> **Task directions**
Look over the entries that follow. Report how many lines contain "values", with nothing else.

> **Data in this exercise**
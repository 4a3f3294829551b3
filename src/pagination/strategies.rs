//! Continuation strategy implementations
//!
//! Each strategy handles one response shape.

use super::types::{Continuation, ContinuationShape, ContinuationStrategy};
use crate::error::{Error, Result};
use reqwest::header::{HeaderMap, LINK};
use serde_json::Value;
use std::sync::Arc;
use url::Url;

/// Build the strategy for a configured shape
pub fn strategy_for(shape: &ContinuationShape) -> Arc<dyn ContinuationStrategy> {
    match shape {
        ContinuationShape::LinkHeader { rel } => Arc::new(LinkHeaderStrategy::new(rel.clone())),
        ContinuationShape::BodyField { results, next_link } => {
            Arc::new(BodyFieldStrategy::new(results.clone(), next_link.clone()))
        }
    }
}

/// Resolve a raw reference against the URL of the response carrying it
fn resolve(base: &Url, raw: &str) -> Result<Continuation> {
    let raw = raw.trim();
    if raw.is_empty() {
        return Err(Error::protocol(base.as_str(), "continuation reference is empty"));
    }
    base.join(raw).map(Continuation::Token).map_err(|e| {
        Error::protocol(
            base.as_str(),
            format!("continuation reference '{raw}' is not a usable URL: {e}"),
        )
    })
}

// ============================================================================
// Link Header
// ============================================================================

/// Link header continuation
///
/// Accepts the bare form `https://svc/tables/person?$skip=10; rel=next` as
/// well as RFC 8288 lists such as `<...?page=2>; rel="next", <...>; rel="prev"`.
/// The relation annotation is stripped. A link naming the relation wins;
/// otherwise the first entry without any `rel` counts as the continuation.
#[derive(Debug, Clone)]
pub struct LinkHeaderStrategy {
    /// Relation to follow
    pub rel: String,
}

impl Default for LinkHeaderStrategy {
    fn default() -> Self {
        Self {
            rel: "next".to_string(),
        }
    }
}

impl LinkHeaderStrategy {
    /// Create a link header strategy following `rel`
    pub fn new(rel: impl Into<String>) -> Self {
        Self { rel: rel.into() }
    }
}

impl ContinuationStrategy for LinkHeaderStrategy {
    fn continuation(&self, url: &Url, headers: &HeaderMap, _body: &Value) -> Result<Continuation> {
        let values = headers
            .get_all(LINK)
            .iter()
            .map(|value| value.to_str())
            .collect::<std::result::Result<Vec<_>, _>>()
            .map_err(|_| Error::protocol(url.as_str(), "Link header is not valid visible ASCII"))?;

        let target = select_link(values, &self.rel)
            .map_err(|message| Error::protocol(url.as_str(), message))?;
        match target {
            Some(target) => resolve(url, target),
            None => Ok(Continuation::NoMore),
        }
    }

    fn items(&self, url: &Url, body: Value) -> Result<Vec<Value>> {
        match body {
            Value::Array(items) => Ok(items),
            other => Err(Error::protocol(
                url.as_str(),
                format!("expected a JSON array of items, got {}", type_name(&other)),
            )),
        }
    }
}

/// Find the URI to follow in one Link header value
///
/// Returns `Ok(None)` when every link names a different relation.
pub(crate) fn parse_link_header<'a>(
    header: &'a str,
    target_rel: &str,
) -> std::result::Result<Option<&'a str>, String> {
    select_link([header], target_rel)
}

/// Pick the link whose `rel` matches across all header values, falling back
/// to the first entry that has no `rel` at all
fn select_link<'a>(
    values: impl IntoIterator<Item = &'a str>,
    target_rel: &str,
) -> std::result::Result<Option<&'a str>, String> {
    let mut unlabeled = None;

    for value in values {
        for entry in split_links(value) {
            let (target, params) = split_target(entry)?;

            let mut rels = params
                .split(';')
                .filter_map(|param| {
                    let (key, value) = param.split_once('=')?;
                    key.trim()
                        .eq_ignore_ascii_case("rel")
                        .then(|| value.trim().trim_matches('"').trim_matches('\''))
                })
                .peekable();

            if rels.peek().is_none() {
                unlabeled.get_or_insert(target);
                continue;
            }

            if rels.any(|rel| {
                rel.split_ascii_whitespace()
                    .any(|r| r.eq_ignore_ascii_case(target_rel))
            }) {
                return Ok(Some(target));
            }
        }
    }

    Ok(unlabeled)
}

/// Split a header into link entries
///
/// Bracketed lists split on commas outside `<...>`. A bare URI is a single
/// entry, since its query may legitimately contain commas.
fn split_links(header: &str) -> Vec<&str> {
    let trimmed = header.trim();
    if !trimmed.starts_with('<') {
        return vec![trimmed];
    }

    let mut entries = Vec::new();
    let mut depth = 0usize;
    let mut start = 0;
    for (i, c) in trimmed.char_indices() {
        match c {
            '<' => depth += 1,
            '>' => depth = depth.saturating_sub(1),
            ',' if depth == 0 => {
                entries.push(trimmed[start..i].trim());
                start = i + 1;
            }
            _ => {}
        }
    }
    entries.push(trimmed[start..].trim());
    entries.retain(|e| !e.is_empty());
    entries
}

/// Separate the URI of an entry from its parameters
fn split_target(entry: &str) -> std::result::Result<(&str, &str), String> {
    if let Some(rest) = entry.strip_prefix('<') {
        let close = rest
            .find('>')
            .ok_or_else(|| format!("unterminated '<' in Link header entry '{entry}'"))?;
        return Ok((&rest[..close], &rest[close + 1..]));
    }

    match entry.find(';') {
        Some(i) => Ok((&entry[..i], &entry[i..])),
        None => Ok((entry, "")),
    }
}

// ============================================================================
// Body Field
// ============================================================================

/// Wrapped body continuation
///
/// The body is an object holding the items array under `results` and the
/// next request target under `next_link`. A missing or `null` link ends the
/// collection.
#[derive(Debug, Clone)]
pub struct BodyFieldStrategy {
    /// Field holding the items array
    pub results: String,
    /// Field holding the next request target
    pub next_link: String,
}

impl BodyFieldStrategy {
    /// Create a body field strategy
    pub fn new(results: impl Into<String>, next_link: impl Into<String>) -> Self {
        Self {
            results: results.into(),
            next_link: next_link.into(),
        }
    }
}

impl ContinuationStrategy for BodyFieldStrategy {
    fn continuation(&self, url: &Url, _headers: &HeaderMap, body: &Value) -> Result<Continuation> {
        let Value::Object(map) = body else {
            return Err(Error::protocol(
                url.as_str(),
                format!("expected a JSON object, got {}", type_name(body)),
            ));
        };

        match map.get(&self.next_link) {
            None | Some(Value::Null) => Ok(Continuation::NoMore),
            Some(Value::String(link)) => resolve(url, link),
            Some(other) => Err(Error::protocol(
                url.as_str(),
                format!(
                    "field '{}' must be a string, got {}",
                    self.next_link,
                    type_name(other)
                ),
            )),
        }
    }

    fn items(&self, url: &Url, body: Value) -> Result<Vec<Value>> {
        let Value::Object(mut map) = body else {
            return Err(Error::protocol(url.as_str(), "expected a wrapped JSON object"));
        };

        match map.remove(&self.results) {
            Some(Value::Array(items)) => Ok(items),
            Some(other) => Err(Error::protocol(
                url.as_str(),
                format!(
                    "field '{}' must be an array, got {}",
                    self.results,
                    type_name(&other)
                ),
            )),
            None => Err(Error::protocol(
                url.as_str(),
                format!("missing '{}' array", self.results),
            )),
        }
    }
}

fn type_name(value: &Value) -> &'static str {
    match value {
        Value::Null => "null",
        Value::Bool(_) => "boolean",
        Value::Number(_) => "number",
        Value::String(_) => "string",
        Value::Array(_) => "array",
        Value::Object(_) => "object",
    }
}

> **Output of the task**
5